**DESCRIPTION OF THE TASK**
Write the listing below out again exactly, though only as far as the line with "pub fn internal()", which is included.
________________________________________
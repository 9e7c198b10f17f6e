use axum::{
    Json,
    extract::{FromRequest, rejection::JsonRejection},
    http::StatusCode,
    response::{IntoResponse, Response},
};
use serde::Serialize;
use utoipa::ToSchema;

use crate::application::error::{FieldError, ServiceError};
use crate::domain::rules::RuleViolation;

/// JSON error body shared by every route.
#[derive(Debug, Serialize, ToSchema)]
pub struct ErrorBody {
    pub message: String,
    #[serde(skip_serializing_if = "Vec::is_empty")]
    #[schema(value_type = Vec<FieldErrorItem>)]
    pub errors: Vec<FieldError>,
}

#[derive(Debug, Serialize, ToSchema)]
pub struct FieldErrorItem {
    pub field: String,
    pub message: String,
}

#[derive(Debug)]
pub struct ApiError {
    pub status: StatusCode,
    pub message: String,
    pub errors: Vec<FieldError>,
}

pub type ApiResult<T> = Result<T, ApiError>;

impl ApiError {
    pub fn new(status: StatusCode, message: impl Into<String>) -> Self {
        Self {
            status,
            message: message.into(),
            errors: Vec::new(),
        }
    }

    pub fn unauthorized() -> Self {
        Self::new(StatusCode::UNAUTHORIZED, "authentication required")
    }

    pub fn internal() -> Self {
        Self::new(StatusCode::INTERNAL_SERVER_ERROR, "internal server error")
    }
}

impl From<ServiceError> for ApiError {
    fn from(err: ServiceError) -> Self {
        match err {
            ServiceError::Validation(errors) => Self {
                status: StatusCode::BAD_REQUEST,
                message: "validation failed".into(),
                errors,
            },
            ServiceError::BadRequest(m) => Self::new(StatusCode::BAD_REQUEST, m),
            ServiceError::Unauthorized => Self::unauthorized(),
            ServiceError::Forbidden(m) => Self::new(StatusCode::FORBIDDEN, m),
            e @ ServiceError::NotFound(_) => Self::new(StatusCode::NOT_FOUND, e.to_string()),
            ServiceError::Conflict(m) => Self::new(StatusCode::CONFLICT, m),
            ServiceError::Unprocessable(m) => Self::new(StatusCode::UNPROCESSABLE_ENTITY, m),
            ServiceError::Internal(e) => {
                tracing::error!(error = ?e, "internal_error");
                Self::internal()
            }
        }
    }
}

impl From<RuleViolation> for ApiError {
    fn from(v: RuleViolation) -> Self {
        ServiceError::from(v).into()
    }
}

impl From<JsonRejection> for ApiError {
    fn from(rej: JsonRejection) -> Self {
        Self::new(StatusCode::BAD_REQUEST, rej.body_text())
    }
}

impl IntoResponse for ApiError {
    fn into_response(self) -> Response {
        let body = ErrorBody {
            message: self.message,
            errors: self.errors,
        };
        (self.status, Json(body)).into_response()
    }
}

/// `Json` extractor whose rejections use the shared error body.
#[derive(Debug, FromRequest)]
#[from_request(via(axum::Json), rejection(ApiError))]
pub struct ApiJson<T>(pub T);

#[cfg(test)]
mod tests {
    use super::*;
    use axum::body::to_bytes;

    async fn body_json(resp: Response) -> serde_json::Value {
        let bytes = to_bytes(resp.into_body(), usize::MAX).await.unwrap();
        serde_json::from_slice(&bytes).unwrap()
    }

    #[tokio::test]
    async fn validation_errors_list_fields() {
        let err: ApiError = ServiceError::Validation(vec![FieldError {
            field: "email".into(),
            message: "must be a valid email address".into(),
        }])
        .into();
        let resp = err.into_response();
        assert_eq!(resp.status(), StatusCode::BAD_REQUEST);
        let json = body_json(resp).await;
        assert_eq!(json["message"], "validation failed");
        assert_eq!(json["errors"][0]["field"], "email");
    }

    #[tokio::test]
    async fn internal_errors_are_masked() {
        let err: ApiError = ServiceError::Internal(anyhow::anyhow!("db exploded")).into();
        let resp = err.into_response();
        assert_eq!(resp.status(), StatusCode::INTERNAL_SERVER_ERROR);
        let json = body_json(resp).await;
        assert_eq!(json["message"], "internal server error");
        assert!(json.get("errors").is_none());
    }

    #[test]
    fn maps_service_errors_to_statuses() {
        let cases = [
            (ServiceError::NotFound("order"), StatusCode::NOT_FOUND),
            (ServiceError::forbidden("no"), StatusCode::FORBIDDEN),
            (ServiceError::conflict("taken"), StatusCode::CONFLICT),
            (ServiceError::unprocessable("stock"), StatusCode::UNPROCESSABLE_ENTITY),
            (ServiceError::Unauthorized, StatusCode::UNAUTHORIZED),
        ];
        for (err, status) in cases {
            assert_eq!(ApiError::from(err).status, status);
        }
        assert_eq!(
            ApiError::from(ServiceError::NotFound("order")).message,
            "order not found"
        );
    }
}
________________________________________
**RESULT OF THIS EXERCISE**
repository 9e7c198b10f17f6e
use axum::{
    Json,
    extract::{FromRequest, rejection::JsonRejection},
    http::StatusCode,
    response::{IntoResponse, Response},
};
use serde::Serialize;
use utoipa::ToSchema;

use crate::application::error::{FieldError, ServiceError};
use crate::domain::rules::RuleViolation;

/// JSON error body shared by every route.
#[derive(Debug, Serialize, ToSchema)]
pub struct ErrorBody {
    pub message: String,
    #[serde(skip_serializing_if = "Vec::is_empty")]
    #[schema(value_type = Vec<FieldErrorItem>)]
    pub errors: Vec<FieldError>,
}

#[derive(Debug, Serialize, ToSchema)]
pub struct FieldErrorItem {
    pub field: String,
    pub message: String,
}

#[derive(Debug)]
pub struct ApiError {
    pub status: StatusCode,
    pub message: String,
    pub errors: Vec<FieldError>,
}

pub type ApiResult<T> = Result<T, ApiError>;

impl ApiError {
    pub fn new(status: StatusCode, message: impl Into<String>) -> Self {
        Self {
            status,
            message: message.into(),
            errors: Vec::new(),
        }
    }

    pub fn unauthorized() -> Self {
        Self::new(StatusCode::UNAUTHORIZED, "authentication required")
    }

    pub fn internal() -> Self {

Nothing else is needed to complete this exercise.